Collected data:
--*--

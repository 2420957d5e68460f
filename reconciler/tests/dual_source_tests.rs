//! Dual-source reconciliation scenarios with in-memory chain and ledger

use chain_source::mock::MockChain;
use chain_source::{EpochGate, OnChainSource};
use ledger_core::{Address, Asset, BatchExecutor, BigInt, Epoch};
use reconciler::dual_source::MODULE;
use reconciler::{
    AuditMode, BalanceMismatch, Divergence, DualSourceMonitor, DualSourceReconciler, EpochSpec,
    Error, Metrics, RecordingSink,
};
use replay::mock::MockLedgerStore;
use replay::store::{DepositRecord, TransferRecord};
use replay::{AccountResolver, ReplayAdapter};
use std::collections::HashMap;
use std::sync::Arc;
use std::time::Duration;
use tokio::sync::watch;

fn addr(i: u64) -> Address {
    Address::parse(&format!("0x{:040x}", i)).unwrap()
}

fn operator() -> Address {
    addr(0xad)
}

fn usdt() -> Asset {
    Asset {
        name: "USDT".to_string(),
        custody_contract: addr(0xc0),
        token_contract: addr(0x70),
        cross_chain: false,
        decimals: 0,
    }
}

struct Fixture {
    chain: Arc<MockChain>,
    store: Arc<MockLedgerStore>,
    sink: Arc<RecordingSink>,
    metrics: Arc<Metrics>,
    reconciler: DualSourceReconciler,
}

/// Users 1 and 2 with USDT accounts 11 and 21, both enumerable on chain
/// with balances 100 and 0 at epoch 100
fn fixture(pausable: bool) -> Fixture {
    let chain = Arc::new(MockChain::new());
    let store = Arc::new(MockLedgerStore::new());
    for user in 1..=2u64 {
        store.add_user(&addr(user), user);
        store.add_account(user, "USDT", user * 10 + 1);
    }

    let custody = usdt().custody_contract;
    chain.register_account(&custody, &addr(1));
    chain.register_account(&custody, &addr(2));
    chain.set_balance(&custody, &addr(1), 100, 100u64);
    chain.set_balance(&custody, &addr(2), 100, 0u64);
    chain.set_next_nonce(&operator(), 100, 5);

    let executor = BatchExecutor::new(4);
    let resolver = Arc::new(AccountResolver::new(store.clone(), 1_000));
    let replay = ReplayAdapter::new(resolver, chain.clone(), executor, operator(), 10)
        .with_decimals(HashMap::from([("USDT".to_string(), 0)]));
    let source = OnChainSource::new(chain.clone(), executor);

    let sink = Arc::new(RecordingSink::new());
    let metrics = Arc::new(Metrics::new().unwrap());
    let reconciler = DualSourceReconciler::new(source, replay, sink.clone(), metrics.clone(), pausable);
    Fixture {
        chain,
        store,
        sink,
        metrics,
        reconciler,
    }
}

/// User 1 sends `credited` to user 2 on chain at `epoch`, recorded off chain
/// as a transfer of `recorded` with operator nonce 5
fn seed_transfer(f: &Fixture, epoch: Epoch, credited: u64, recorded: u64) {
    let custody = usdt().custody_contract;
    f.chain.set_balance(&custody, &addr(1), epoch, 100 - credited);
    f.chain.set_balance(&custody, &addr(2), epoch, credited);
    f.chain
        .push_log(MockChain::transfer_log(&custody, &addr(1), &addr(2), credited, epoch));
    f.chain.set_next_nonce(&operator(), epoch, 6);

    f.store.push_transfer(
        5,
        TransferRecord {
            user_address: addr(1).to_string(),
            currency: "USDT".to_string(),
            recipients: format!(r#"{{"{}":{}}}"#, addr(2), recorded),
        },
    );
}

#[tokio::test]
async fn test_matching_window_is_clean() {
    let f = fixture(true);
    seed_transfer(&f, 101, 5, 5);

    let report = f
        .reconciler
        .reconcile_window(&[usdt()], 101, 101, AuditMode::Partial)
        .await
        .unwrap();
    assert!(report.is_clean(), "{:?}", report.violations);
    assert_eq!(report.onchain_accounts, 2);
    assert_eq!(report.offchain_accounts, 2);
    assert!(f.sink.alerts().is_empty());
    assert_eq!(f.sink.halt_requests(), 0);
    assert_eq!(f.metrics.windows.with_label_values(&["partial"]).get(), 1);
}

#[tokio::test]
async fn test_deposit_is_matched_by_mint() {
    let f = fixture(false);
    seed_transfer(&f, 101, 5, 5);

    // Mint of 20 to user 1 in the same epoch, credited off chain as a deposit
    let custody = usdt().custody_contract;
    f.chain.set_balance(&custody, &addr(1), 101, 115u64);
    f.chain
        .push_log(MockChain::transfer_log(&custody, &Address::zero(), &addr(1), 20u64, 101));
    f.chain.set_transaction_epoch("0xd1", 101);
    f.store.push_deposit(DepositRecord {
        user_address: addr(1).to_string(),
        currency: "USDT".to_string(),
        amount: "20".to_string(),
        tx_hash: "0xd1".to_string(),
    });

    let report = f
        .reconciler
        .reconcile_window(&[usdt()], 101, 101, AuditMode::Partial)
        .await
        .unwrap();
    assert!(report.is_clean(), "{:?}", report.violations);
}

#[tokio::test]
async fn test_full_mode_skips_unchanged_holders() {
    let f = fixture(false);
    seed_transfer(&f, 101, 5, 5);

    // Unknown to the ledger, but its balance never moves
    let custody = usdt().custody_contract;
    f.chain.register_account(&custody, &addr(9));
    f.chain.set_balance(&custody, &addr(9), 0, 7u64);

    let report = f
        .reconciler
        .reconcile_window(&[usdt()], 101, 101, AuditMode::Full)
        .await
        .unwrap();
    assert!(report.is_clean(), "{:?}", report.violations);
    assert_eq!(report.window.mode, AuditMode::Full);
    assert_eq!(f.metrics.windows.with_label_values(&["full"]).get(), 1);
}

#[tokio::test]
async fn test_amount_mismatch_is_escalated_with_halt() {
    let f = fixture(true);
    seed_transfer(&f, 101, 4, 5);

    let report = f
        .reconciler
        .reconcile_window(&[usdt()], 101, 101, AuditMode::Partial)
        .await
        .unwrap();
    assert_eq!(
        report.violations,
        vec![
            Divergence::AmountMismatch {
                account: 11,
                onchain: BigInt::from(-4),
                offchain: BigInt::from(-5),
                diff: BigInt::from(1),
            },
            Divergence::AmountMismatch {
                account: 21,
                onchain: BigInt::from(4),
                offchain: BigInt::from(5),
                diff: BigInt::from(-1),
            },
        ]
    );

    let alerts = f.sink.alerts_from(MODULE);
    assert_eq!(alerts.len(), 2);
    assert!(alerts[0].message.contains(&report.run_id.to_string()));
    assert_eq!(f.sink.halt_requests(), 2);
    assert_eq!(
        f.metrics
            .divergences
            .with_label_values(&["amount_mismatch"])
            .get(),
        2
    );

    match report.into_result() {
        Err(Error::Divergence { from, to, violations }) => {
            assert_eq!((from, to), (101, 101));
            assert_eq!(violations.len(), 2);
        }
        other => panic!("expected divergence, got {:?}", other),
    }
}

#[tokio::test]
async fn test_unrecorded_burn_is_missing_offchain() {
    let f = fixture(false);
    let custody = usdt().custody_contract;
    f.chain.set_balance(&custody, &addr(1), 102, 90u64);
    f.chain
        .push_log(MockChain::transfer_log(&custody, &addr(1), &Address::zero(), 10u64, 102));

    let report = f
        .reconciler
        .reconcile_window(&[usdt()], 102, 102, AuditMode::Partial)
        .await
        .unwrap();
    assert_eq!(
        report.violations,
        vec![
            Divergence::CountMismatch {
                onchain: 1,
                offchain: 0,
            },
            Divergence::MissingOffchain {
                account: 11,
                onchain: BigInt::from(-10),
            },
        ]
    );
    assert_eq!(f.sink.alerts_from(MODULE).len(), 2);
    assert_eq!(f.sink.halt_requests(), 0);
}

#[tokio::test]
async fn test_inverted_window_is_rejected() {
    let f = fixture(false);
    let err = f
        .reconciler
        .reconcile_window(&[usdt()], 102, 101, AuditMode::Partial)
        .await
        .unwrap_err();
    assert!(matches!(err, Error::Config(_)));
}

#[tokio::test]
async fn test_initial_audit_reports_mismatched_holder() {
    let f = fixture(false);
    f.store.set_balance(&addr(1), "USDT", "100");
    // Ledger says 3 while the chain holds nothing
    f.store.set_balance(&addr(2), "USDT", "3");
    // Currencies without a custody contract are ignored
    f.store.set_balance(&addr(2), "EOS", "8");

    let report = f.reconciler.initial_audit(&[usdt()], 100).await.unwrap();
    assert_eq!(report.holders, 2);
    assert_eq!(
        report.mismatches,
        vec![BalanceMismatch {
            address: addr(2),
            asset: "USDT".to_string(),
            offchain: BigInt::from(3),
            onchain: BigInt::from(0),
            diff: BigInt::from(-3),
        }]
    );

    let alerts = f.sink.alerts_from(MODULE);
    assert_eq!(alerts.len(), 1);
    assert!(alerts[0].message.contains(&addr(2).to_string()));
    assert_eq!(f.sink.halt_requests(), 0);
    assert_eq!(
        f.metrics
            .divergences
            .with_label_values(&["balance_mismatch"])
            .get(),
        1
    );

    match report.into_result() {
        Err(Error::BalanceMismatch { epoch, mismatches }) => {
            assert_eq!(epoch, 100);
            assert_eq!(mismatches.len(), 1);
        }
        other => panic!("expected balance mismatch, got {:?}", other),
    }
}

#[tokio::test]
async fn test_initial_audit_passes_when_balances_agree() {
    let f = fixture(false);
    f.store.set_balance(&addr(1), "USDT", "100");

    let report = f.reconciler.initial_audit(&[usdt()], 100).await.unwrap();
    assert!(report.is_clean(), "{:?}", report.mismatches);
    assert!(report.into_result().is_ok());
    assert!(f.sink.alerts().is_empty());
}

fn monitor(f: Fixture, full_interval: u64, from: Epoch) -> (DualSourceMonitor, Arc<RecordingSink>) {
    let gate = EpochGate::new(f.chain.clone(), 0, Duration::from_millis(100));
    let monitor = DualSourceMonitor::new(
        f.reconciler,
        gate,
        f.sink.clone(),
        vec![usdt()],
        full_interval,
        Duration::from_secs(1),
        EpochSpec::Absolute(from),
        EpochSpec::Absolute(from),
    );
    (monitor, f.sink)
}

#[tokio::test]
async fn test_monitor_alternates_partial_and_full_windows() {
    let f = fixture(false);
    seed_transfer(&f, 101, 5, 5);
    let (monitor, sink) = monitor(f, 5, 101);

    let mut state = monitor.initial_state(102);
    let reports = monitor.run_round(&mut state, 102).await.unwrap();
    let windows: Vec<_> = reports.iter().map(|r| (r.window.from, r.window.to, r.window.mode)).collect();
    assert_eq!(
        windows,
        vec![(101, 101, AuditMode::Partial), (102, 102, AuditMode::Partial)]
    );
    assert_eq!(state.partial_from, 103);
    assert_eq!(state.full_from, 101);

    // Nothing new confirmed
    assert!(monitor.run_round(&mut state, 102).await.unwrap().is_empty());

    let reports = monitor.run_round(&mut state, 105).await.unwrap();
    assert_eq!(reports.len(), 1);
    assert_eq!(reports[0].window.mode, AuditMode::Full);
    assert_eq!((reports[0].window.from, reports[0].window.to), (101, 105));
    assert!(reports[0].is_clean(), "{:?}", reports[0].violations);
    assert_eq!(state.full_from, 106);
    assert_eq!(state.partial_from, 106);

    assert!(sink.alerts().is_empty());
}

#[tokio::test(start_paused = true)]
async fn test_monitor_stops_on_unresolvable_account() {
    let f = fixture(true);
    f.chain.set_head(101);
    // Recipient has no ledger account
    f.chain.set_next_nonce(&operator(), 101, 6);
    f.store.push_transfer(
        5,
        TransferRecord {
            user_address: addr(1).to_string(),
            currency: "USDT".to_string(),
            recipients: format!(r#"{{"{}":5}}"#, addr(5)),
        },
    );
    let (monitor, sink) = monitor(f, 1_000, 101);

    let (_tx, rx) = watch::channel(false);
    let err = monitor.run(rx).await.unwrap_err();
    assert!(matches!(err, Error::Config(_)), "got {:?}", err);

    let alerts = sink.alerts_from(MODULE);
    assert_eq!(alerts.len(), 1);
    assert!(alerts[0].message.contains("monitor stopped at partial epoch 101"));
    // Only divergences pause the upstream system
    assert_eq!(sink.halt_requests(), 0);
}

#[tokio::test(start_paused = true)]
async fn test_monitor_shuts_down() {
    let f = fixture(false);
    f.chain.set_head(100);
    let (monitor, sink) = monitor(f, 1_000, 101);

    let (tx, rx) = watch::channel(false);
    let handle = tokio::spawn(monitor.run(rx));
    tokio::time::sleep(Duration::from_secs(3)).await;
    tx.send(true).unwrap();

    handle.await.unwrap().unwrap();
    assert!(sink.alerts().is_empty());
}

--*--

EXERCISE INSTRUCTIONS: Within the records above, determine how many lines contain the word "clone". Respond with that number and no other text.

RESPONSE FOR THIS EXERCISE: 6